HFZ Capital Group
- Company type: Private
- Industry: Real estate
- Founded: 2005
- Founder: Ziel Feldman
- Headquarters: New York City, U.S.
- Key people: Ziel Feldman (chairman)
- Website: hfzcap.com

= HFZ Capital Group =

American investment company

HFZ Capital Group is a real estate development and investment company based in New York City. Ziel Feldman founded HFZ in 2005 and is chairman. As of 2019, HFZ managed more than $10 billion worth of development.

==History==
Prior to launching HFZ in 2005, Feldman was principal at the national development firm Property Markets Group (PMG), which he co-founded with Kevin Maloney in 1991. At PMG, Feldman also worked with Gary Barnett of Extell Development Company.

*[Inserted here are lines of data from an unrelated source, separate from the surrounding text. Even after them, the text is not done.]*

// Time Provider Port (for testability)

/// Time provider interface (allows mocking in tests)
pub trait TimeProvider: Send + Sync {
    /// Get current time in milliseconds since epoch
    fn now_millis(&self) -> i64;
}

/// System time provider (production)
pub struct SystemTimeProvider;

impl TimeProvider for SystemTimeProvider {
    fn now_millis(&self) -> i64 {
        chrono::Utc::now().timestamp_millis()
    }
}

pub mod mocks {
    use super::*;
    use std::sync::atomic::{AtomicI64, Ordering};

    /// Clock that only moves when told to
    pub struct ManualClock(AtomicI64);

    impl ManualClock {
        pub fn new(start_millis: i64) -> Self {
            Self(AtomicI64::new(start_millis))
        }

        pub fn advance(&self, millis: i64) {
            self.0.fetch_add(millis, Ordering::SeqCst);
        }
    }

    impl TimeProvider for ManualClock {
        fn now_millis(&self) -> i64 {
            self.0.load(Ordering::SeqCst)
        }
    }
}
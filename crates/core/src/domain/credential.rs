// Credential and IaC source value objects

use std::fmt;

/// Cloud provider token.
///
/// Deliberately not `Serialize`: it must never end up in the job store or a response.
/// `Debug` and `Display` are redacted so it cannot leak through log fields.
#[derive(Clone, PartialEq, Eq)]
pub struct Credential(String);

impl Credential {
    pub const REDACTED: &'static str = "***";

    /// Build a credential from caller input. Blank input yields `None`.
    pub fn parse(raw: impl AsRef<str>) -> Option<Self> {
        let trimmed = raw.as_ref().trim();
        if trimmed.is_empty() {
            None
        } else {
            Some(Self(trimmed.to_string()))
        }
    }

    /// Raw token, for handing to the provider API or the tool environment only
    pub fn expose(&self) -> &str {
        &self.0
    }

    /// Replace every occurrence of the token in `text`
    pub fn redact(&self, text: &str) -> String {
        text.replace(self.0.as_str(), Self::REDACTED)
    }
}

impl fmt::Debug for Credential {
    fn fmt(&self, f: &mut fmt::Formatter<'_>) -> fmt::Result {
        write!(f, "Credential({})", Self::REDACTED)
    }
}

impl fmt::Display for Credential {
    fn fmt(&self, f: &mut fmt::Formatter<'_>) -> fmt::Result {
        f.write_str(Self::REDACTED)
    }
}

/// Terraform source text, stored verbatim
#[derive(Debug, Clone, PartialEq, Eq)]
pub struct IacSource(String);

impl IacSource {
    /// Blank (whitespace-only) input yields `None`
    pub fn parse(raw: impl Into<String>) -> Option<Self> {
        let raw = raw.into();
        if raw.trim().is_empty() {
            None
        } else {
            Some(Self(raw))
        }
    }

    pub fn as_str(&self) -> &str {
        &self.0
    }

    /// Substring check, not a parse
    pub fn contains(&self, marker: &str) -> bool {
        self.0.contains(marker)
    }
}

#[cfg(test)]
mod tests {
    use super::*;

    #[test]
    fn test_blank_credential_rejected() {
        assert!(Credential::parse("").is_none());
        assert!(Credential::parse("   \n").is_none());
        assert_eq!(Credential::parse(" tok ").unwrap().expose(), "tok");
    }

    #[test]
    fn test_credential_never_formats_raw() {
        let cred = Credential::parse("dop_v1_secret").unwrap();
        assert_eq!(format!("{:?}", cred), "Credential(***)");
        assert_eq!(cred.to_string(), "***");
    }

    #[test]
    fn test_redact_replaces_all_occurrences() {
        let cred = Credential::parse("abc123").unwrap();
        let out = cred.redact("token=abc123; again abc123");
        assert_eq!(out, "token=***; again ***");
    }

    #[test]
    fn test_iac_source_kept_verbatim() {
        assert!(IacSource::parse("  \t").is_none());
        let src = IacSource::parse("  resource \"x\" {}\n").unwrap();
        assert_eq!(src.as_str(), "  resource \"x\" {}\n");
        assert!(src.contains("resource"));
    }
}
// Credential Injector
// Derives the per-job tool environment from the process environment

use crate::domain::{Credential, ExecutionEnv, CREDENTIAL_VARS};
use std::collections::HashMap;

/// Variables that keep the tool from ever prompting
const AUTOMATION_VARS: [(&str, &str); 2] = [("TF_IN_AUTOMATION", "1"), ("TF_INPUT", "0")];

/// Snapshot of the process environment, optionally restricted to an allowlist.
///
/// Taken once at startup; jobs derive from this snapshot, never from the live
/// process environment.
pub fn capture_base_env(allowlist: Option<&[String]>) -> HashMap<String, String> {
    std::env::vars()
        .filter(|(k, _)| allowlist.map_or(true, |allowed| allowed.contains(k)))
        .filter(|(k, _)| !CREDENTIAL_VARS.contains(&k.as_str()))
        .collect()
}

/// Copy `base_env` and add the credential under every name the tool recognizes
pub fn build_env(base_env: &HashMap<String, String>, credential: &Credential) -> ExecutionEnv {
    let mut env: ExecutionEnv = base_env.iter().map(|(k, v)| (k.clone(), v.clone())).collect();

    for (key, value) in AUTOMATION_VARS {
        env.set(key, value);
    }
    for key in CREDENTIAL_VARS {
        env.set(key, credential.expose());
    }
    env
}
//! Agent secret check

use axum::http::HeaderMap;

pub const SECRET_HEADER: &str = "x-agent-secret";

/// Compare two secrets without short-circuiting on the first differing byte
pub fn secrets_match(expected: &str, provided: &str) -> bool {
    let (a, b) = (expected.as_bytes(), provided.as_bytes());
    if a.len() != b.len() {
        return false;
    }
    a.iter().zip(b).fold(0u8, |acc, (x, y)| acc | (x ^ y)) == 0
}

/// Secret from the header, falling back to the body field
pub fn provided_secret<'a>(headers: &'a HeaderMap, body_secret: Option<&'a str>) -> Option<&'a str> {
    headers
        .get(SECRET_HEADER)
        .and_then(|v| v.to_str().ok())
        .or(body_secret)
}
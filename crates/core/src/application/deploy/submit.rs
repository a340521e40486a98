// Submit Use Case - request validation

use crate::domain::{Credential, IacSource};
use crate::error::{AppError, Result};

pub const MISSING_CODE: &str = "Terraform code is required";
pub const MISSING_CREDENTIAL: &str = "DigitalOcean token is required";

/// Deploy request as received from the outside
/// Not `Debug`: it holds the raw token.
#[derive(Clone, Default)]
pub struct DeployRequest {
    pub iac_source: Option<String>,
    /// Caller-supplied token; falls back to the configured default when blank
    pub credential: Option<String>,
}

impl DeployRequest {
    pub fn new(iac_source: impl Into<String>, credential: Option<String>) -> Self {
        Self {
            iac_source: Some(iac_source.into()),
            credential,
        }
    }
}

/// Check a request before anything is created
///
/// # Errors
/// - AppError::Validation if the source is blank
/// - AppError::Validation if neither the request nor `default_credential` carries a token
pub fn validate_request(
    req: DeployRequest,
    default_credential: Option<&Credential>,
) -> Result<(IacSource, Credential)> {
    let source = req
        .iac_source
        .and_then(IacSource::parse)
        .ok_or_else(|| AppError::Validation(MISSING_CODE.to_string()))?;

    let credential = req
        .credential
        .and_then(Credential::parse)
        .or_else(|| default_credential.cloned())
        .ok_or_else(|| AppError::Validation(MISSING_CREDENTIAL.to_string()))?;

    Ok((source, credential))
}

#[cfg(test)]
#[path = "submit_test.rs"]
mod submit_test;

In 2013, HFZ and partner Fortress Investment Group purchased four Manhattan rental buildings, including The Astor, from Westbrook Partners for more than $610 million. HFZ then converted the properties into for-sale condominiums.

In March 2015, HFZ acquired The Belnord on the Upper West Side of Manhattan from Extell for about $575 million. HFZ hired architect Robert A. M. Stern for the renovation and conversion of the pre-war building into a condominium.

In May 2015, HFZ acquired a full-block site in Chelsea, Manhattan between 17th and 18th Street, and 10th and 11th Avenue for $870 million from Edison Properties. HFZ began the development of the property into a two-tower mixed-use development called The XI. Designed by architect Bjarke Ingels, The XI planned for 236 condos and Six Senses' first hotel in the U.S.

In 2021, The XI went into foreclosure before completion, and opened with different owners. In 2021, the company also lost four condos in Manhattan. The firm subsequently collapsed amid "an avalanche of investor lawsuits and foreclosures." In February, 2024, a former executive was arrested for criminal activities.